Start of Block

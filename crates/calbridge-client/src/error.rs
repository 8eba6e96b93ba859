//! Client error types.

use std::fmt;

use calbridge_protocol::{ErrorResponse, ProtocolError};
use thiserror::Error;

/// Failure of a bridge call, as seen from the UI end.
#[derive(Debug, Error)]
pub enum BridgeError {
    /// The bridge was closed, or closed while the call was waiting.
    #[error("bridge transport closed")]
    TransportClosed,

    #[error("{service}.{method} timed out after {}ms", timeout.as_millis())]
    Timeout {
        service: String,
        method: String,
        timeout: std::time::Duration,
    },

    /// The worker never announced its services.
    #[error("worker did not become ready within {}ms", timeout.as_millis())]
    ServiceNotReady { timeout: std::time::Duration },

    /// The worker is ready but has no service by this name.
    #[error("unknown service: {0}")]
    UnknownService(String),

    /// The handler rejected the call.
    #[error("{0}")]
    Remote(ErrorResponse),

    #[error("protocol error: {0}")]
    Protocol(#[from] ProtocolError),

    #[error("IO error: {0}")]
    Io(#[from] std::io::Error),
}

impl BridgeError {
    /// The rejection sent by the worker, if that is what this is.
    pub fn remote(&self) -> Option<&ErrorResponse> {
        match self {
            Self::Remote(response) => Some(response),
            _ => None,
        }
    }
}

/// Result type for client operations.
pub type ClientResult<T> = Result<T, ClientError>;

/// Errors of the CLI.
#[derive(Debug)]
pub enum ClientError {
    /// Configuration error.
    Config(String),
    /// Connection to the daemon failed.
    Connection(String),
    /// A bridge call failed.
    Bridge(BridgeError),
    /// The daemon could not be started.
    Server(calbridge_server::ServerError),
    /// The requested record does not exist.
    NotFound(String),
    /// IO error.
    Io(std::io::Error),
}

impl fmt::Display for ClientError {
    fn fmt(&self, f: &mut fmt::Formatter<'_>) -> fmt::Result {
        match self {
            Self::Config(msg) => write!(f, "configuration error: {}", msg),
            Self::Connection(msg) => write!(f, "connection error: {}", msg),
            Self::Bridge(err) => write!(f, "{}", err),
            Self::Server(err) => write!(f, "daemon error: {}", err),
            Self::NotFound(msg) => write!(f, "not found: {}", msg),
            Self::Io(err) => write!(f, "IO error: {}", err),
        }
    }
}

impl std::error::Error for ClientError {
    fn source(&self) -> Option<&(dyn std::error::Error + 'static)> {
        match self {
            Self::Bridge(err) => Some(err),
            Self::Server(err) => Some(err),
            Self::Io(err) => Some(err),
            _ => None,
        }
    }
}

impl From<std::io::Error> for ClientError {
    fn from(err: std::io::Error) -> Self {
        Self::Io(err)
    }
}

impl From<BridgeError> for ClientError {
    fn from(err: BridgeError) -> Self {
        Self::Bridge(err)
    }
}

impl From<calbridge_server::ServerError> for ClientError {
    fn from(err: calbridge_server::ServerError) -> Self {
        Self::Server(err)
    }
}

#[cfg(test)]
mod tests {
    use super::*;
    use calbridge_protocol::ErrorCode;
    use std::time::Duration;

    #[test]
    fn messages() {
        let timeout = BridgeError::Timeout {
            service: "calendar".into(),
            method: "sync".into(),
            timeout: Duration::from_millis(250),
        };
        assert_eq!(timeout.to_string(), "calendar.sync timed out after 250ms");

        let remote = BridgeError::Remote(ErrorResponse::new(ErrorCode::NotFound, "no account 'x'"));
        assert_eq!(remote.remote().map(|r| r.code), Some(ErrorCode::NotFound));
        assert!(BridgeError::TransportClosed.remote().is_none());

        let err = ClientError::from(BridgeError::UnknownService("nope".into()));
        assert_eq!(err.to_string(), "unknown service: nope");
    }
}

End of Block
Start of Block

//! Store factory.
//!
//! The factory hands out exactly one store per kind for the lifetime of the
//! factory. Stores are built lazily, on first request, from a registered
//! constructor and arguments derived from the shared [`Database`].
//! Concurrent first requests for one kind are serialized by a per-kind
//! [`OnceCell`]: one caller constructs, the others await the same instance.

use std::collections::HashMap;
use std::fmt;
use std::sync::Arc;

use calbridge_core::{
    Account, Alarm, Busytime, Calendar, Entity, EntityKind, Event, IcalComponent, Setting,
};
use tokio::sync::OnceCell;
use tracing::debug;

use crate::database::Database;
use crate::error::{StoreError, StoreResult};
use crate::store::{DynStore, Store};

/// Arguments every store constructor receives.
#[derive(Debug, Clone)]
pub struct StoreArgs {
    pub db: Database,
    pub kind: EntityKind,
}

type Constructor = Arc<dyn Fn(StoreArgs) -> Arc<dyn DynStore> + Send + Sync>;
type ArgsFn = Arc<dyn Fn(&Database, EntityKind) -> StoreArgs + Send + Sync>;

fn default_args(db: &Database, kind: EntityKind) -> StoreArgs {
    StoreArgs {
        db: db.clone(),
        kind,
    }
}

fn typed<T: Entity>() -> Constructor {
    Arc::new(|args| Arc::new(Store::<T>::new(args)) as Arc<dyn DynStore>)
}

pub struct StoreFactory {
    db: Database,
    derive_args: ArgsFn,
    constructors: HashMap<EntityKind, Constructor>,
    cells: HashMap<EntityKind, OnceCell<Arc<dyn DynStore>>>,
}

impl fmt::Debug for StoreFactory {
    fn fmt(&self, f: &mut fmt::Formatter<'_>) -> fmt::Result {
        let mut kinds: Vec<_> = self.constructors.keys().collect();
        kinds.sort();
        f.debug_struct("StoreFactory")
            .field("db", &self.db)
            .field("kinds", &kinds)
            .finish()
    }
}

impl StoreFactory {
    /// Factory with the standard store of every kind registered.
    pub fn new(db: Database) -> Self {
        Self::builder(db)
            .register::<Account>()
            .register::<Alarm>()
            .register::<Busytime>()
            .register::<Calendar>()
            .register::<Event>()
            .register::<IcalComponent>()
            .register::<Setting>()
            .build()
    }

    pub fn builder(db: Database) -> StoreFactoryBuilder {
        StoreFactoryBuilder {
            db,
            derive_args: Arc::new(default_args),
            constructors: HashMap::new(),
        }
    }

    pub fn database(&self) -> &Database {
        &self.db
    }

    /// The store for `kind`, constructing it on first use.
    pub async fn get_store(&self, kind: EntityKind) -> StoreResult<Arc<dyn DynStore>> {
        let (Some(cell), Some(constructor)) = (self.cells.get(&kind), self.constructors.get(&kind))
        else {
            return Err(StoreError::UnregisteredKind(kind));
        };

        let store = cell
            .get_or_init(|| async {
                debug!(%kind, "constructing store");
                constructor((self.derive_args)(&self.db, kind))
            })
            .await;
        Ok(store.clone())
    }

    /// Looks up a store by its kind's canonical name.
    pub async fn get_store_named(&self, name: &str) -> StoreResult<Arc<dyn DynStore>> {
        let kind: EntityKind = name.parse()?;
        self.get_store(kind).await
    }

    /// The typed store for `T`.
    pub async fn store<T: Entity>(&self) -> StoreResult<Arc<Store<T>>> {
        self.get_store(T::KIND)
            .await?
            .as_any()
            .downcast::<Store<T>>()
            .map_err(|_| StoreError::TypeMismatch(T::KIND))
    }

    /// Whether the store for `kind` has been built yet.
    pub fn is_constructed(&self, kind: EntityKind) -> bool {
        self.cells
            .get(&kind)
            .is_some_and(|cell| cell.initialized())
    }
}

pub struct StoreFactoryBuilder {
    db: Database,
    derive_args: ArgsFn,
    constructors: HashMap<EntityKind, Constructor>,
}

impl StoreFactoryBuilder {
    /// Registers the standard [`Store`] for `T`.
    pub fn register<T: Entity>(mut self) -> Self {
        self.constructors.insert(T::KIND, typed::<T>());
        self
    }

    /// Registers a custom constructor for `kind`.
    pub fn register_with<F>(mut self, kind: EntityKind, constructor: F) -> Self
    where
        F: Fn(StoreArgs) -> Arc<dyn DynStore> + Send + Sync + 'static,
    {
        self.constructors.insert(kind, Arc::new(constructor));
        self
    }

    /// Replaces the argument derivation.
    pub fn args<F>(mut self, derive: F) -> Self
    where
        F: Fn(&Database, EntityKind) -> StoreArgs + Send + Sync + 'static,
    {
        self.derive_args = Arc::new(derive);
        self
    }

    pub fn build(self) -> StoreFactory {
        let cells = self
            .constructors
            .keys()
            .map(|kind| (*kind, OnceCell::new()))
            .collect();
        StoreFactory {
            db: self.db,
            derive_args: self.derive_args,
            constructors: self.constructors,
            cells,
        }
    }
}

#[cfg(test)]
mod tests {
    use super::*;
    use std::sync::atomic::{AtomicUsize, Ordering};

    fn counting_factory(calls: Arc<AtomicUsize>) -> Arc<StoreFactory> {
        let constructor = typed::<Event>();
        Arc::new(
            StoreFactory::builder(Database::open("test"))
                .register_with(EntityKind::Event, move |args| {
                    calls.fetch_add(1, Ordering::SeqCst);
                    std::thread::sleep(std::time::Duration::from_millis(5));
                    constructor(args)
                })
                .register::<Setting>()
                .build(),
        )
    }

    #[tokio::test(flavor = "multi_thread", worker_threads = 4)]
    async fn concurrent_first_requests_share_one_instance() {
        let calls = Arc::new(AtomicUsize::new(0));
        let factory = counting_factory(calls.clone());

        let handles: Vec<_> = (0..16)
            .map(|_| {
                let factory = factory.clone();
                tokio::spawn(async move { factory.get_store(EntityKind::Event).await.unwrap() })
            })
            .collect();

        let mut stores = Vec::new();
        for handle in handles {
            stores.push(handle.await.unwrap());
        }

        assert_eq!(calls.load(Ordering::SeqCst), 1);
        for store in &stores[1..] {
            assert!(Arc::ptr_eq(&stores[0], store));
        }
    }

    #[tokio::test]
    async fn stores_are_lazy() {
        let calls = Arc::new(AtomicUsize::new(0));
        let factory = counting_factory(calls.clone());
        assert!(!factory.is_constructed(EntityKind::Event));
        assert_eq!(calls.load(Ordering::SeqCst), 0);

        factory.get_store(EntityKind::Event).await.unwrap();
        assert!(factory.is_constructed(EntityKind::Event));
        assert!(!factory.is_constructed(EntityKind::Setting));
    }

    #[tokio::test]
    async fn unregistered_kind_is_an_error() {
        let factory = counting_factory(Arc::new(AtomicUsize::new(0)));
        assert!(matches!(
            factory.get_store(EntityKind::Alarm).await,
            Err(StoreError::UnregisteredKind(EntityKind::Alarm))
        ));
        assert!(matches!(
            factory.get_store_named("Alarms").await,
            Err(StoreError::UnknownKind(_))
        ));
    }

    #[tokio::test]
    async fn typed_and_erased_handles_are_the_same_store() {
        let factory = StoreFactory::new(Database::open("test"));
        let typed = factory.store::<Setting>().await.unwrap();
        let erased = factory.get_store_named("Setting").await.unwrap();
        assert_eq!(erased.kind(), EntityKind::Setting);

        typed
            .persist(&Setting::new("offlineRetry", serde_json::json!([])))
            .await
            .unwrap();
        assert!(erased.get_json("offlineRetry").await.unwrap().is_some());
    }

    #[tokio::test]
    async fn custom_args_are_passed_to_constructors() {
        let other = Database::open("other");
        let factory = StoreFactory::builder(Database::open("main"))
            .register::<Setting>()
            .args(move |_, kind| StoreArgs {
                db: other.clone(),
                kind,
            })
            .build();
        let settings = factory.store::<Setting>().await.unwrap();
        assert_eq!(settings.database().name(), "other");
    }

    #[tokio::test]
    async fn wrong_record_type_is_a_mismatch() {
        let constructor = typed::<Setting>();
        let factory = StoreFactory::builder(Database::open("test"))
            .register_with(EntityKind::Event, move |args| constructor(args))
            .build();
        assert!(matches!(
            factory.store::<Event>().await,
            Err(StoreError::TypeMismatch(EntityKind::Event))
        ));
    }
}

End of Block

Problem details:
Within the material, find all lines that hold the word "UnknownService" and show them.

Answer to this exercise:
    UnknownService(String),
        let err = ClientError::from(BridgeError::UnknownService("nope".into()));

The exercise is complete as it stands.